## [Required action]
Word for word, retype the tail of the data below, starting with the line that has "not delete pods" and including the last line.

## [Records for processing]
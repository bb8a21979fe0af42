//! memguard - soft memory ceilings for Kubernetes pods
//!
//! Watches containers whose pods declare a memory ceiling through
//! annotations and deletes the owning pod when live usage exceeds it,
//! letting the controller recreate the pod before the node gets into
//! OOM trouble.

use anyhow::Result;
use clap::Parser;
use memguard_lib::{GuardMetrics, KubeClusterClient, ReconciliationEngine};
use std::path::PathBuf;
use std::sync::Arc;
use std::time::Duration;
use tokio::time::Instant;
use tracing::{debug, error, info};
use tracing_subscriber::{fmt, prelude::*, EnvFilter};

mod api;

/// Memory Guardian for Kubernetes pods
#[derive(Parser)]
#[command(name = "memguard")]
#[command(author, version, about = "Soft memory ceilings for Kubernetes pods", long_about = None)]
struct Cli {
    /// Path to kubeconfig file (in-cluster configuration if not set)
    #[arg(long, env = "KUBECONFIG")]
    kubeconfig: Option<PathBuf>,

    /// Run forever instead of a single reconciliation cycle
    #[arg(short, long)]
    daemon: bool,

    /// Seconds to wait between cycles in daemon mode
    #[arg(long, env = "MEMGUARD_DELAY", default_value_t = 10.0)]
    delay: f64,

    /// Prometheus exporter port
    #[arg(long, env = "MEMGUARD_PROMETHEUS_PORT", default_value_t = 8000)]
    prometheus_port: u16,

    /// Disable the Prometheus exporter
    #[arg(long, env = "MEMGUARD_PROMETHEUS_DISABLE")]
    prometheus_disable: bool,

    /// Evaluate eviction policy but do not delete pods
    #[arg(long)]
    dry_run: bool,
}

#[tokio::main]
async fn main() -> Result<()> {
    let cli = Cli::parse();

    // Initialize tracing with JSON output and env filter
    tracing_subscriber::registry()
        .with(EnvFilter::try_from_default_env().unwrap_or_else(|_| EnvFilter::new("info")))
        .with(fmt::layer().json())
        .init();

    info!(dry_run = cli.dry_run, "Starting memguard");

    let metrics = Arc::new(GuardMetrics::new()?);

    // Client construction happens before the first cycle; failure here is
    // fatal to the process.
    let client = Arc::new(KubeClusterClient::connect(cli.kubeconfig.as_deref()).await?);
    let engine = ReconciliationEngine::new(client, metrics.clone()).dry_run(cli.dry_run);

    if !cli.prometheus_disable {
        let state = Arc::new(api::AppState::new(metrics.clone()));
        tokio::spawn(api::serve(cli.prometheus_port, state));
    }

    let delay = Duration::from_secs_f64(cli.delay);
    loop {
        debug!("Running reconciliation cycle");
        let start = Instant::now();
        match engine.run_cycle().await {
            Ok(report) => info!(
                monitored = report.monitored,
                candidates = report.candidates,
                evicted = report.evicted,
                soft_errors = report.soft_errors,
                "Reconciliation cycle complete"
            ),
            Err(err) => {
                metrics.inc_cycle_errors();
                error!(error = %err, "Reconciliation cycle failed");
            }
        }
        metrics.observe_cycle(start.elapsed().as_secs_f64());

        if !cli.daemon {
            break;
        }
        debug!(delay_secs = cli.delay, "Sleeping until next cycle");
        tokio::select! {
            _ = tokio::time::sleep(delay) => {}
            _ = tokio::signal::ctrl_c() => {
                info!("SIGINT received, shutting down");
                break;
            }
        }
    }

    Ok(())
}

## [Answer section]
    /// Evaluate eviction policy but do not delete pods
    #[arg(long)]
    dry_run: bool,
}

#[tokio::main]
async fn main() -> Result<()> {
    let cli = Cli::parse();

    // Initialize tracing with JSON output and env filter
    tracing_subscriber::registry()
        .with(EnvFilter::try_from_default_env().unwrap_or_else(|_| EnvFilter::new("info")))
        .with(fmt::layer().json())
        .init();

    info!(dry_run = cli.dry_run, "Starting memguard");

    let metrics = Arc::new(GuardMetrics::new()?);

    // Client construction happens before the first cycle; failure here is
    // fatal to the process.
    let client = Arc::new(KubeClusterClient::connect(cli.kubeconfig.as_deref()).await?);
    let engine = ReconciliationEngine::new(client, metrics.clone()).dry_run(cli.dry_run);

    if !cli.prometheus_disable {
        let state = Arc::new(api::AppState::new(metrics.clone()));
        tokio::spawn(api::serve(cli.prometheus_port, state));
    }

    let delay = Duration::from_secs_f64(cli.delay);
    loop {
        debug!("Running reconciliation cycle");
        let start = Instant::now();
        match engine.run_cycle().await {
            Ok(report) => info!(
                monitored = report.monitored,
                candidates = report.candidates,
                evicted = report.evicted,
                soft_errors = report.soft_errors,
                "Reconciliation cycle complete"
            ),
            Err(err) => {
                metrics.inc_cycle_errors();
                error!(error = %err, "Reconciliation cycle failed");
            }
        }
        metrics.observe_cycle(start.elapsed().as_secs_f64());

        if !cli.daemon {
            break;
        }
        debug!(delay_secs = cli.delay, "Sleeping until next cycle");
        tokio::select! {
            _ = tokio::time::sleep(delay) => {}
            _ = tokio::signal::ctrl_c() => {
                info!("SIGINT received, shutting down");
                break;
            }
        }
    }

    Ok(())
}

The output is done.